(Stored data)
● ● ● ● ●
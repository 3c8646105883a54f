use crate::parameter::Parameter;
use crate::references::ReferenceScanner;
use lazy_static::lazy_static;
use log::debug;
use regex::Regex;
use std::collections::BTreeMap;
use thiserror::Error;

lazy_static! {
    static ref SEPARATOR_REGEX: Regex = Regex::new(r"[\s,]+").unwrap();
    static ref UNDERSCORE_RUN_REGEX: Regex = Regex::new(r"_+").unwrap();
}

#[derive(Error, Debug, Clone, PartialEq, Eq)]
pub enum NamingError {
    #[error("parameter name cannot be empty")]
    EmptyName,

    #[error("unknown parameter: {0}")]
    UnknownParameter(String),

    #[error("a parameter named {0} already exists")]
    NameTaken(String),
}

/// Turns a display name into an identifier the formula parser accepts:
/// `" Total  Cost, USD "` becomes `"Total_Cost_USD"`.
pub fn clean_parameter_name(name: &str) -> String {
    let name = SEPARATOR_REGEX.replace_all(name.trim(), "_");
    let name = UNDERSCORE_RUN_REGEX.replace_all(&name, "_");
    name.trim_matches('_').to_string()
}

/// Original name to cleaned name for every parameter.
pub fn name_mapping<'a, I>(names: I) -> BTreeMap<String, String>
where
    I: IntoIterator<Item = &'a str>,
{
    names
        .into_iter()
        .map(|name| (name.to_string(), clean_parameter_name(name)))
        .collect()
}

/// Rewrites every known name in `formula` to its cleaned form.
pub fn clean_formula(formula: &str, mapping: &BTreeMap<String, String>) -> String {
    let scanner = ReferenceScanner::new(mapping.keys().map(String::as_str));
    rewrite_references(formula, &scanner, |name| mapping.get(name).cloned())
}

/// Replaces occurrences found by `scanner` with whatever `replacement` returns
/// for their name; names mapped to `None` are left untouched.
pub fn rewrite_references<F>(formula: &str, scanner: &ReferenceScanner<'_>, replacement: F) -> String
where
    F: Fn(&str) -> Option<String>,
{
    let mut occurrences = scanner.occurrences(formula);
    occurrences.sort_by_key(|r| r.span.start);

    let mut out = String::with_capacity(formula.len());
    let mut cursor = 0;
    for reference in occurrences {
        if let Some(new_text) = replacement(reference.name) {
            out.push_str(&formula[cursor..reference.span.start]);
            out.push_str(&new_text);
            cursor = reference.span.end;
        }
    }
    out.push_str(&formula[cursor..]);
    out
}

/// Renames `old` to `new` in a formula, leaving longer names that merely
/// contain `old` alone. `names` must list every name the formula may mention.
pub fn rename_in_formula(formula: &str, names: &[&str], old: &str, new: &str) -> String {
    let scanner = ReferenceScanner::new(names.iter().copied());
    let old_lower = old.to_lowercase();
    rewrite_references(formula, &scanner, |name| {
        (name.to_lowercase() == old_lower).then(|| new.to_string())
    })
}

/// Checks that `new` can replace `old` among `names`, returning the exact
/// spelling of `old` as stored.
pub fn check_rename<'a>(names: &[&'a str], old: &str, new: &str) -> Result<&'a str, NamingError> {
    let new = new.trim();
    if new.is_empty() {
        return Err(NamingError::EmptyName);
    }
    let existing = names
        .iter()
        .find(|n| **n == old)
        .or_else(|| names.iter().find(|n| n.to_lowercase() == old.to_lowercase()))
        .copied()
        .ok_or_else(|| NamingError::UnknownParameter(old.to_string()))?;

    let collides = names
        .iter()
        .any(|n| *n != existing && n.to_lowercase() == new.to_lowercase());
    if collides {
        return Err(NamingError::NameTaken(new.to_string()));
    }
    Ok(existing)
}

/// Renames a parameter and every mention of it in the other formulas.
///
/// # Arguments
/// * `params` - Every parameter of the solution
/// * `old` - Current name, matched exactly first and then ignoring case
/// * `new` - Replacement name, trimmed
///
/// # Returns
/// * `Err(NamingError)` - `new` is blank, `old` is unknown, or `new` is taken
pub fn rename_parameter(params: &mut [Parameter], old: &str, new: &str) -> Result<(), NamingError> {
    let names: Vec<String> = params.iter().map(|p| p.name.clone()).collect();
    let name_refs: Vec<&str> = names.iter().map(String::as_str).collect();
    let existing = check_rename(&name_refs, old, new)?.to_string();
    let new = new.trim();

    let mut rewritten = 0;
    for param in params.iter_mut() {
        if param.name == existing {
            param.name = new.to_string();
        }
        if let Some(formula) = param.formula.as_mut() {
            let updated = rename_in_formula(formula, &name_refs, &existing, new);
            if updated != *formula {
                *formula = updated;
                rewritten += 1;
            }
        }
    }
    debug!("renamed {} to {}, {} formulas rewritten", existing, new, rewritten);
    Ok(())
}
● ● ● ● ●
WHAT THIS TASK INVOLVES: Check every line above for the string "rewritten", and copy the ones that have it.

RESULT OF THIS TASK:
    let mut rewritten = 0;
                rewritten += 1;
    debug!("renamed {} to {}, {} formulas rewritten", existing, new, rewritten);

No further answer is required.